Recently there have been developed ferrite/martensite and lower bainite/martensite dual phase steels, alloyed with Mo, Nb, V, Ti, B and rare earth metals (REM), produced by controlled-rolling or continuous annealing in the ferrite/austenite two-phase region after rolling. Such steels present practical problems such as the need for special equipment, complex manufacturing processes, and associated high production cost as well as high materials cost.
The present invention provides economical, tough, high strength low alloy (HSLA) C-Si-Mn-B steels having a bainitic microstructure on air cooling from a hot working temperature.
The steels of this invention are free of scarce, high cost alloying elements such as Mo and W, and, in addition to limited amounts of carbon, consist essentially only of the low cost elements silicon, manganese boron, etc. in amounts and proportions carefully balanced so as to provide a granular bainitic microstructure exhibiting good combination of strength and toughness after continuous cooling in air from hot working.
The steels of this invention can be smelted in oxygen-blown convertors or in electric furnaces and can be continuously cast or cast into ingots by conventional ingot pouring practices. The steels can be applied to the fabrication of a variety of articles by hot or cold working, either directly, without either quenching or tempering, or after tempering (without the necessity for prior quenching).
An important feature of this invention is freedom from the need for quenching treatment or any particular cooling control technique in the manufacture of tough, high strength steel articles. Advantages include reduction in defects such as cracking and decarbonization due to quenching, avoidance of the costs of special production equipment, and savings in time and energy costs.
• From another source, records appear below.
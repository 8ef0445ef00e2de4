//! Table rendering for discovery results, sessions and test runs.

use comfy_table::presets::UTF8_FULL;
use comfy_table::{Cell, Color, ContentArrangement, Table};

use crate::models::foundry::FoundryProject;
use crate::models::migration::TestResult;
use crate::models::oyd::OydDeployment;
use crate::models::search::{IndexAnalysis, SearchIndex, SearchService};
use crate::session::MigrationSession;

fn new_table(headers: &[&str]) -> Table {
    let mut table = Table::new();
    table
        .load_preset(UTF8_FULL)
        .set_content_arrangement(ContentArrangement::Dynamic)
        .set_header(headers.iter().map(|h| Cell::new(h).fg(Color::Cyan)));
    table
}

/// ✅ or ❌.
pub fn check(flag: bool) -> &'static str {
    if flag {
        "✅"
    } else {
        "❌"
    }
}

fn or_dash(value: Option<&str>) -> String {
    value.filter(|v| !v.is_empty()).unwrap_or("-").to_string()
}

/// OYD deployments with their primary search source.
pub fn deployments_table(deployments: &[OydDeployment]) -> Table {
    let mut table = new_table(&["Resource", "Deployment", "Model", "Sources", "Index", "Query Type"]);
    for d in deployments {
        let source = d.oyd_config.as_ref().and_then(|c| c.primary_search_source());
        table.add_row(vec![
            d.resource_name.clone(),
            d.deployment_name.clone(),
            d.model_name.clone(),
            d.data_source_count().to_string(),
            or_dash(source.map(|s| s.index_name.as_str())),
            or_dash(source.map(|s| s.query_type.as_str())),
        ]);
    }
    table
}

/// Search services and how they authenticate.
pub fn services_table(services: &[SearchService]) -> Table {
    let mut table = new_table(&["Service", "Resource Group", "Location", "SKU", "Auth", "Private Endpoints"]);
    for s in services {
        table.add_row(vec![
            s.name.clone(),
            s.resource_group.clone(),
            s.location.clone(),
            s.sku.clone(),
            if s.requires_managed_identity() {
                "Managed Identity".to_string()
            } else {
                "Key or Identity".to_string()
            },
            s.private_endpoint_connections.len().to_string(),
        ]);
    }
    table
}

/// Indexes of one service with their analysis.
pub fn indexes_table(indexes: &[(SearchIndex, IndexAnalysis)]) -> Table {
    let mut table = new_table(&[
        "Index",
        "Documents",
        "Text",
        "Vector",
        "Semantic",
        "Recommended",
        "Search Tool",
        "Knowledge Base",
    ]);
    for (index, analysis) in indexes {
        table.add_row(vec![
            index.name.clone(),
            index
                .document_count
                .map_or_else(|| "-".to_string(), |c| c.to_string()),
            analysis.text_field_count.to_string(),
            analysis.vector_field_count.to_string(),
            check(analysis.supports_semantic).to_string(),
            analysis.recommended_query_type.clone(),
            check(analysis.compatible_with_search_tool).to_string(),
            check(analysis.compatible_with_knowledge_base).to_string(),
        ]);
    }
    table
}

/// Field list of one index.
pub fn fields_table(index: &SearchIndex) -> Table {
    let mut table = new_table(&["Field", "Type", "Key", "Searchable", "Filterable", "Retrievable", "Dimensions"]);
    for f in &index.fields {
        table.add_row(vec![
            f.name.clone(),
            f.field_type.clone(),
            check(f.key).to_string(),
            check(f.searchable).to_string(),
            check(f.filterable).to_string(),
            check(f.retrievable).to_string(),
            f.dimensions.map_or_else(|| "-".to_string(), |d| d.to_string()),
        ]);
    }
    table
}

/// Capability summary of one analysis.
pub fn analysis_table(analysis: &IndexAnalysis) -> Table {
    let mut table = new_table(&["Capability", "Value"]);
    let rows = [
        ("Text fields", analysis.text_field_count.to_string()),
        ("Vector fields", analysis.vector_field_count.to_string()),
        ("Filterable fields", analysis.filterable_field_count.to_string()),
        ("Semantic search", check(analysis.supports_semantic).to_string()),
        ("Vector search", check(analysis.supports_vector).to_string()),
        ("Hybrid search", check(analysis.supports_hybrid).to_string()),
        ("Search tool", check(analysis.compatible_with_search_tool).to_string()),
        ("Knowledge base", check(analysis.compatible_with_knowledge_base).to_string()),
        ("Recommended query type", analysis.recommended_query_type.clone()),
    ];
    for (name, value) in rows {
        table.add_row(vec![name.to_string(), value]);
    }
    table
}

/// Foundry projects.
pub fn projects_table(projects: &[FoundryProject]) -> Table {
    let mut table = new_table(&["Project", "Resource", "Resource Group", "Location", "Endpoint"]);
    for p in projects {
        table.add_row(vec![
            p.name.clone(),
            p.resource_name.clone(),
            p.resource_group.clone(),
            p.location.clone(),
            p.endpoint.clone(),
        ]);
    }
    table
}

/// Condensed comparison of the two migration paths.
pub fn path_comparison_table() -> Table {
    let mut table = new_table(&["Feature", "Search Tool", "IQ Knowledge Base"]);
    let rows = [
        ("Setup Complexity", "Lower", "Higher"),
        ("Query Control", "Direct", "Automated"),
        ("Multi-Index", "✅", "✅"),
        ("Query Decomposition", "❌", "✅"),
        ("Agentic Reasoning", "Basic", "Full"),
        ("Best For", "Simple RAG", "Complex Reasoning"),
    ];
    for (feature, search_tool, knowledge_base) in rows {
        table.add_row(vec![feature, search_tool, knowledge_base]);
    }
    table
}

/// Saved sessions, newest first as given.
pub fn sessions_table(sessions: &[MigrationSession]) -> Table {
    let mut table = new_table(&["Session ID", "Stage", "Status", "Updated"]);
    for s in sessions {
        table.add_row(vec![
            s.session_id.clone(),
            s.current_stage.title().to_string(),
            if s.completed {
                "✅ Completed".to_string()
            } else {
                "🔄 In Progress".to_string()
            },
            s.updated_at.format("%Y-%m-%d %H:%M").to_string(),
        ]);
    }
    table
}

/// Test query outcomes.
pub fn test_results_table(results: &[TestResult]) -> Table {
    let mut table = new_table(&["Query", "Result", "Tools", "Citations", "Time (ms)"]);
    for r in results {
        let outcome = if r.success {
            "✅ Passed".to_string()
        } else {
            format!("❌ {}", r.error_message.as_deref().unwrap_or("Failed"))
        };
        table.add_row(vec![
            r.query.clone(),
            outcome,
            r.tool_calls_count.to_string(),
            r.citation_count.to_string(),
            format!("{:.0}", r.response_time_ms),
        ]);
    }
    table
}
Composition of the steels of this invention is maintained within the broad element ranges, in weight percent, as set out in the following Table 1:
| TABLE 1 |
| ______________________________________ |
| Element Amount |
| ______________________________________ |
| carbon 0.08 to 0.25 |
| silicon 0.30 to 1.50 |
| manganese 2.0 to 3.2 |
| boron 0.0005 to 0.005 |
| ______________________________________ |
Preferred ranges, in weight percent, are given in Table 2 as follows:
| TABLE 2 |
| ______________________________________ |
| Element |
| ______________________________________ |
| carbon 0.08 to 0.18 |
| especially 0.08 to 0.20 |
| silicon 0.3 to 1.2 |
| manganese 2.1 to 2.5 |
| boron 0.0005 to 0.004 |
| ______________________________________ |
The above described basic compositions additionally may contain one or more of the following elements, by weight percent of the steel composition, as shown in the following Table 3:
| TABLE 3 |
| ______________________________________ |
| Element Amount Amount |
| ______________________________________ |
| vanadium 0.10 maximum |
| 0.04 to 0.10 |
| titanium 0.04 maximum |
| 0.025 maximum |
| calcium 0.10 maximum |
| 0.10 maximum |
| sulfur 0.20 maximum |
| 0.10 maximum |
| lead 0.10 maximum |
| 0.10 maximum |
| chromium 1.50 maximum |
| 1.50 maximum |
| aluminum 0.04 maximum |
| 0.025 maximum |
| ______________________________________ |
Vanadium is well-known as a carbide and nitride forming and grain refining element in high manganese HSLA steels. When present in amounts of 0.04% up to the specified maximum, vanadium is especially useful in the inventive steels requiring highest strength and toughness, such as automotive parts, for example axles and connecting rods, which, after air cooling, may be subjected to a tempering treatment resulting in the precipitation of fine vanadium carbides and/or nitrides.
Sulfur may be included, within the specified broad limit thereof, to enhance machinability of the new steels. Calcium is a useful addition to aid in control of the shape of inclusions such as manganese sulfides and thereby to provide enhanced machinability and surface quality. For applications where machinability is less important, sulfur preferably is limited to less than 0.01%. According to known principles, lead may be used as a free machining additive in place of sulfur.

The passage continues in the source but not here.